La crisi del commercio di prossimità continua a colpire l’Italia. Non riguarda più soltanto i piccoli comuni o le aree interne, ma interessa sempre più anche le grandi città. Per invertire questa tendenza, Confesercenti ha dato il via a una raccolta di 50 mila firme a sostegno di una proposta di legge di iniziativa popolare che punta a rilanciare negozi e servizi di vicinato.
Al centro della proposta c’è l’istituzione delle ZES di prossimità, aree con fiscalità agevolata dedicate alle piccole attività commerciali, pensate per favorire nuovi investimenti e contrastare la progressiva scomparsa dei negozi di quartiere.
Anche Confesercenti Palermo sostiene l’iniziativa. L’associazione ha presentato il progetto durante una seduta della Sesta Commissione del Consiglio comunale di Palermo, presieduta da Ottavio Zacco. La delegazione, composta dalla presidente Francesca Costa, dal direttore Salvo Basile e dal vicepresidente vicario Massimo Mangano, ha illustrato le principali misure previste dalla proposta di legge.
I dati confermano la gravità della situazione. Negli ultimi dieci anni hanno abbassato definitivamente la saracinesca oltre 140 mila negozi di vicinato. Oggi, per ogni nuova attività che apre, tre chiudono. Inoltre, più di 4,5 milioni di italiani vivono in comuni senza un negozio di alimentari, mentre un comune su otto non dispone più dei servizi commerciali essenziali.

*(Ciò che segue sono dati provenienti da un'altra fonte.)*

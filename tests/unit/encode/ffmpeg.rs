use super::*;
use crate::encode::select::GpuClass;
use crate::render::compositor::PixelFormat;

fn cfg(w: u32, h: u32) -> SinkConfig {
    SinkConfig {
        size: CanvasSize::new(w, h),
        fps: 24,
        pixel_format: PixelFormat::Rgb24,
    }
}

fn args_of(opts: &FfmpegSinkOpts, cfg: &SinkConfig) -> Vec<String> {
    ffmpeg_args(opts, cfg)
        .iter()
        .map(|a| a.to_string_lossy().into_owned())
        .collect()
}

fn value_after<'a>(args: &'a [String], flag: &str) -> Option<&'a str> {
    args.iter()
        .position(|a| a == flag)
        .and_then(|i| args.get(i + 1))
        .map(String::as_str)
}

#[test]
fn software_args_declare_raw_input_and_yuv420p_output() {
    let opts = FfmpegSinkOpts::new("out/video.mp4");
    let args = args_of(&opts, &cfg(1080, 1920));

    assert_eq!(value_after(&args, "-f"), Some("rawvideo"));
    assert_eq!(value_after(&args, "-s"), Some("1080x1920"));
    assert_eq!(value_after(&args, "-r"), Some("24"));
    assert_eq!(value_after(&args, "-i"), Some("pipe:0"));
    assert_eq!(value_after(&args, "-c:v"), Some("libx264"));
    assert_eq!(value_after(&args, "-preset"), Some("medium"));
    assert_eq!(value_after(&args, "-crf"), Some("23"));
    assert_eq!(value_after(&args, "-movflags"), Some("+faststart"));
    assert!(args.contains(&"-y".to_string()));
    assert!(!args.contains(&"-vf".to_string()));
    assert_eq!(args.last().map(String::as_str), Some("out/video.mp4"));

    // Input pix_fmt comes before -i, output pix_fmt after it.
    let input = args.iter().position(|a| a == "-i").unwrap();
    let fmts: Vec<usize> = args
        .iter()
        .enumerate()
        .filter(|(_, a)| *a == "-pix_fmt")
        .map(|(i, _)| i)
        .collect();
    assert_eq!(fmts.len(), 2);
    assert!(fmts[0] < input && fmts[1] > input);
    assert_eq!(args[fmts[0] + 1], "rgb24");
    assert_eq!(args[fmts[1] + 1], "yuv420p");
}

#[test]
fn nvenc_args_carry_quality_knobs_and_scale_filter() {
    let mut opts = FfmpegSinkOpts::new("v.mp4");
    opts.settings = EncoderSettings::for_descriptor(&EncoderDescriptor {
        family: EncoderFamily::Nvenc,
        gpu: GpuClass::Nvidia,
    });
    opts.output_size = Some(CanvasSize::new(4608, 8192));
    opts.overwrite = false;

    let args = args_of(&opts, &cfg(5120, 9100));
    assert_eq!(value_after(&args, "-c:v"), Some("h264_nvenc"));
    assert_eq!(value_after(&args, "-preset"), Some("p4"));
    assert_eq!(value_after(&args, "-cq"), Some("23"));
    assert_eq!(value_after(&args, "-rc"), Some("vbr"));
    assert_eq!(value_after(&args, "-vf"), Some("scale=4608:8192:flags=lanczos"));
    assert!(args.contains(&"-n".to_string()));
}

#[test]
fn amf_and_qsv_args() {
    let mut opts = FfmpegSinkOpts::new("v.mp4");
    opts.settings = EncoderSettings::for_family(EncoderFamily::Amf);
    let args = args_of(&opts, &cfg(16, 16));
    assert_eq!(value_after(&args, "-c:v"), Some("h264_amf"));
    assert_eq!(value_after(&args, "-quality"), Some("quality"));
    assert_eq!(value_after(&args, "-profile:v"), Some("high"));

    opts.settings = EncoderSettings::for_family(EncoderFamily::Qsv);
    let args = args_of(&opts, &cfg(16, 16));
    assert_eq!(value_after(&args, "-c:v"), Some("h264_qsv"));
    assert_eq!(value_after(&args, "-preset"), Some("quality"));
}

#[test]
fn vaapi_uploads_frames_to_the_render_node() {
    let mut opts = FfmpegSinkOpts::new("v.mp4");
    opts.settings = EncoderSettings::for_family(EncoderFamily::Vaapi);
    opts.output_size = Some(CanvasSize::new(1920, 1080));

    let args = args_of(&opts, &cfg(3840, 2160));
    let device = args.iter().position(|a| a == "-vaapi_device").unwrap();
    let input = args.iter().position(|a| a == "-i").unwrap();
    assert!(device < input);
    assert_eq!(args[device + 1], DEFAULT_VAAPI_DEVICE);
    assert_eq!(
        value_after(&args, "-vf"),
        Some("scale=1920:1080:flags=lanczos,format=nv12,hwupload")
    );
    assert!(!args.contains(&"yuv420p".to_string()));
}

#[test]
fn validation_requires_even_encoded_size() {
    let mut opts = FfmpegSinkOpts::new("v.mp4");
    assert!(opts.validate(&cfg(16, 16)).is_ok());
    assert!(opts.validate(&cfg(15, 16)).is_err());
    assert!(opts.validate(&cfg(0, 16)).is_err());

    let mut zero_fps = cfg(16, 16);
    zero_fps.fps = 0;
    assert!(opts.validate(&zero_fps).is_err());

    // Odd input is fine when ffmpeg scales to an even size.
    opts.output_size = Some(CanvasSize::new(8, 8));
    assert!(opts.validate(&cfg(15, 17)).is_ok());
}

#[test]
fn begin_fails_cleanly_without_ffmpeg() {
    let dir = tempfile::tempdir().unwrap();
    let mut opts = FfmpegSinkOpts::new(dir.path().join("nested/out.mp4"));
    opts.ffmpeg = PathBuf::from("tilelapse-definitely-missing-ffmpeg");

    let mut sink = FfmpegSink::new(opts);
    let err = sink.begin(cfg(16, 16)).unwrap_err();
    assert!(matches!(err, TimelapseError::Encoder(_)), "{err}");
    assert!(sink.poll_exit().is_none());
    assert!(sink.push_frame(FrameIndex(0), &[0; 16 * 16 * 3]).is_err());
}

#[test]
fn existing_output_is_kept_without_overwrite() {
    let dir = tempfile::tempdir().unwrap();
    let out = dir.path().join("out.mp4");
    std::fs::write(&out, b"keep").unwrap();

    let mut opts = FfmpegSinkOpts::new(&out);
    opts.overwrite = false;
    let err = FfmpegSink::new(opts).begin(cfg(16, 16)).unwrap_err();
    assert!(matches!(err, TimelapseError::Validation(_)), "{err}");
    assert_eq!(std::fs::read(&out).unwrap(), b"keep");
}

#[cfg(unix)]
fn fake_encoder(dir: &Path, body: &str) -> PathBuf {
    use std::os::unix::fs::PermissionsExt as _;

    let path = dir.join("fake-ffmpeg");
    let script = format!("#!/bin/sh\nif [ \"$1\" = \"-version\" ]; then exit 0; fi\n{body}\n");
    std::fs::write(&path, script).unwrap();
    std::fs::set_permissions(&path, std::fs::Permissions::from_mode(0o755)).unwrap();
    path
}

#[cfg(unix)]
fn wait_for_exit(sink: &mut FfmpegSink) -> SinkExit {
    let deadline = std::time::Instant::now() + std::time::Duration::from_secs(10);
    loop {
        if let Some(exit) = sink.poll_exit() {
            return exit;
        }
        assert!(std::time::Instant::now() < deadline, "fake encoder never exited");
        std::thread::sleep(std::time::Duration::from_millis(10));
    }
}

#[cfg(unix)]
#[test]
fn failing_encoder_is_reported_with_its_stderr() {
    let dir = tempfile::tempdir().unwrap();
    let mut opts = FfmpegSinkOpts::new(dir.path().join("out.mp4"));
    opts.ffmpeg = fake_encoder(dir.path(), "echo 'unknown encoder' >&2\nexit 3");

    let mut sink = FfmpegSink::new(opts);
    sink.begin(cfg(4, 4)).unwrap();
    match wait_for_exit(&mut sink) {
        SinkExit::Failed(msg) => assert!(msg.contains("unknown encoder"), "{msg}"),
        SinkExit::Clean => panic!("expected failure"),
    }
    assert!(sink.poll_exit().is_none());
}

#[cfg(unix)]
#[test]
fn clean_early_exit_is_distinguished_from_failure() {
    let dir = tempfile::tempdir().unwrap();
    let mut opts = FfmpegSinkOpts::new(dir.path().join("out.mp4"));
    opts.ffmpeg = fake_encoder(dir.path(), "exit 0");

    let mut sink = FfmpegSink::new(opts);
    sink.begin(cfg(4, 4)).unwrap();
    assert_eq!(wait_for_exit(&mut sink), SinkExit::Clean);
}

#[cfg(unix)]
#[test]
fn frames_are_streamed_to_stdin() {
    let dir = tempfile::tempdir().unwrap();
    let out = dir.path().join("out.mp4");
    let mut opts = FfmpegSinkOpts::new(&out);
    // The output path is the last argument.
    opts.ffmpeg = fake_encoder(dir.path(), "for last; do :; done\ncat > \"$last\"");

    let mut sink = FfmpegSink::new(opts);
    sink.begin(cfg(2, 2)).unwrap();
    sink.push_frame(FrameIndex(0), &[1; 12]).unwrap();
    sink.push_frame(FrameIndex(1), &[2; 12]).unwrap();
    assert!(sink.push_frame(FrameIndex(1), &[3; 12]).is_err());
    sink.end().unwrap();

    let written = std::fs::read(&out).unwrap();
    assert_eq!(written.len(), 24);
    assert_eq!(&written[12..], &[2; 12]);
}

Parallelamente continua a crescere l’e-commerce. Ogni giorno i corrieri consegnano circa 3,5 milioni di pacchi, per un totale vicino al miliardo di spedizioni all’anno. Secondo le stime di Confesercenti, questa evoluzione sottrae circa 25 miliardi di euro di ricavi al commercio e ai servizi di prossimità, con effetti negativi sull’economia locale e sulla vitalità dei centri urbani.


La presidente di Confesercenti Palermo, Francesca Costa
«Il commercio di vicinato rappresenta molto più di un comparto economico – afferma la presidente di Confesercenti Palermo, Francesca Costa –. Costituisce un’infrastruttura sociale che garantisce servizi, sicurezza, relazioni e qualità della vita. Insieme a turismo e servizi, il settore occupa oltre 4,5 milioni di persone e contribuisce in modo determinante alla ricchezza dei territori e alle entrate fiscali dello Stato».
La proposta di legge prevede un pacchetto di interventi che comprende agevolazioni fiscali, semplificazioni burocratiche, incentivi agli investimenti, percorsi di formazione, sostegno all’innovazione e un fondo da 600 milioni di euro, previsto per il 2026, destinato alla rigenerazione urbana del commercio.
Il direttore di Confesercenti Palermo, Salvo Basile
«Per la prima volta una riforma così ampia nasce dai territori con l’obiettivo di arrivare in Parlamento – sottolinea il direttore di Confesercenti Palermo, Salvo Basile –. Per raggiungere questo traguardo servono 50 mila firme. Chiediamo il sostegno di cittadini, imprese e istituzioni perché difendere il commercio di prossimità significa tutelare il futuro delle città, dei quartieri e delle comunità che li animano ogni giorno».